───── Available data ─────

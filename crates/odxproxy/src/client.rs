//! Main client implementation for the ODX Proxy gateway

use std::fmt;
use std::sync::Arc;

use odxproxy_protocol::{QueryModifiers, RequestEnvelope, ResponseEnvelope};
use odxproxy_transport::{HttpTransport, HttpTransportConfig, Transport};
use serde::de::DeserializeOwned;

use crate::{
    config::ClientConfig,
    envelope::{CallSpec, EnvelopeBuilder},
    error::Result,
    http::{Gateway, decode_response},
    id::{IdGenerator, UuidV7Generator},
    observability::{CallMetadata, CallTimer},
    resources::Records,
};

/// Client for executing Odoo operations through the ODX Proxy gateway.
///
/// Cloning is cheap; clones share the configuration and the connection pool.
/// Pass the handle to whatever needs it, or register one process-wide with
/// [`initialize`](crate::initialize).
///
/// # Example
///
/// ```rust,no_run
/// use odxproxy::{Client, ClientConfig, InstanceInfo, QueryModifiers};
///
/// # async fn example() -> Result<(), odxproxy::Error> {
/// let config = ClientConfig::new(InstanceInfo::new(
///     "https://erp.example.com",
///     2,
///     "prod",
///     "odoo-api-key",
/// ))?;
/// let client = Client::new(config)?;
///
/// let count = client
///     .records()
///     .search_count("res.partner", vec![], &QueryModifiers::new(), None)
///     .await?;
/// println!("{:?}", count.result);
/// # Ok(())
/// # }
/// ```
#[derive(Clone)]
pub struct Client {
    inner: Arc<ClientInner>,
}

struct ClientInner {
    config: ClientConfig,
    gateway: Gateway,
    ids: Arc<dyn IdGenerator>,
}

impl Client {
    /// Create a client backed by a pooled HTTP transport.
    ///
    /// # Errors
    ///
    /// Returns an error if the HTTP client cannot be built.
    pub fn new(config: ClientConfig) -> Result<Self> {
        Self::builder(config).build()
    }

    /// Create a client builder for advanced configuration.
    pub fn builder(config: ClientConfig) -> ClientBuilder {
        ClientBuilder {
            config,
            transport: None,
            ids: None,
        }
    }

    /// The configuration this client was built with.
    pub fn config(&self) -> &ClientConfig {
        &self.inner.config
    }

    /// Access the per-action record operations.
    pub fn records(&self) -> Records {
        Records::new(self.clone())
    }

    /// Build the envelope for `call` without sending it.
    pub fn build_envelope(
        &self,
        call: CallSpec,
        keyword: &QueryModifiers,
        id: Option<&str>,
    ) -> RequestEnvelope {
        EnvelopeBuilder::new(self.inner.config.instance(), self.inner.ids.as_ref())
            .build(call, keyword, id)
    }

    /// Build and send the envelope for `call`.
    ///
    /// # Errors
    ///
    /// See [`Client::send`].
    pub async fn execute<T: DeserializeOwned>(
        &self,
        call: CallSpec,
        keyword: &QueryModifiers,
        id: Option<&str>,
    ) -> Result<ResponseEnvelope<T>> {
        let envelope = self.build_envelope(call, keyword, id);
        self.send(&envelope).await
    }

    /// Send a prepared envelope and decode the reply.
    ///
    /// One call is one network exchange; nothing is retried.
    ///
    /// # Errors
    ///
    /// - [`Error::Transport`](crate::Error::Transport) when the exchange fails or times out
    /// - [`Error::Http`](crate::Error::Http) on a non-2xx status or empty body
    /// - [`Error::Decode`](crate::Error::Decode) when the reply is not an envelope
    /// - [`Error::Application`](crate::Error::Application) when the reply carries an error
    pub async fn send<T: DeserializeOwned>(
        &self,
        envelope: &RequestEnvelope,
    ) -> Result<ResponseEnvelope<T>> {
        let body = envelope.to_json()?;
        let metadata = CallMetadata::from_envelope(envelope).with_body_size(body.len());
        metadata.log_request();

        let timer = CallTimer::start();
        let outcome = self.exchange(envelope.odoo_instance.api_key(), body).await;

        match &outcome {
            Ok(_) => metadata.log_success(timer.elapsed()),
            Err(e) => metadata.log_error(timer.elapsed(), e.code(), &e.to_string()),
        }

        outcome
    }

    async fn exchange<T: DeserializeOwned>(
        &self,
        api_key: &str,
        body: Vec<u8>,
    ) -> Result<ResponseEnvelope<T>> {
        let reply = self.inner.gateway.post(api_key, body).await?;
        decode_response(&reply)
    }
}

impl fmt::Debug for Client {
    fn fmt(&self, f: &mut fmt::Formatter<'_>) -> fmt::Result {
        f.debug_struct("Client")
            .field("config", &self.inner.config)
            .field("gateway", &self.inner.gateway)
            .field("ids", &self.inner.ids)
            .finish()
    }
}

/// Builder for creating a configured Client.
pub struct ClientBuilder {
    config: ClientConfig,
    transport: Option<Arc<dyn Transport>>,
    ids: Option<Arc<dyn IdGenerator>>,
}

impl ClientBuilder {
    /// Use a custom transport instead of the pooled HTTP client.
    pub fn transport(mut self, transport: Arc<dyn Transport>) -> Self {
        self.transport = Some(transport);
        self
    }

    /// Use a custom identifier generator instead of UUIDv7.
    pub fn id_generator(mut self, ids: Arc<dyn IdGenerator>) -> Self {
        self.ids = Some(ids);
        self
    }

    /// Build the client with the configured options.
    ///
    /// # Errors
    ///
    /// Returns an error if the default HTTP transport cannot be built.
    pub fn build(self) -> Result<Client> {
        let transport: Arc<dyn Transport> = match self.transport {
            Some(transport) => transport,
            None => Arc::new(HttpTransport::with_config(HttpTransportConfig {
                timeouts: self.config.timeouts(),
                ..Default::default()
            })?),
        };

        let gateway = Gateway::new(transport, self.config.execute_url());

        Ok(Client {
            inner: Arc::new(ClientInner {
                config: self.config,
                gateway,
                ids: self.ids.unwrap_or_else(|| Arc::new(UuidV7Generator)),
            }),
        })
    }
}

─────

Exercise aim: Only lines with the word "RequestEnvelope" count here; copy every one from the records.

Problem solution:
use odxproxy_protocol::{QueryModifiers, RequestEnvelope, ResponseEnvelope};
    ) -> RequestEnvelope {
        envelope: &RequestEnvelope,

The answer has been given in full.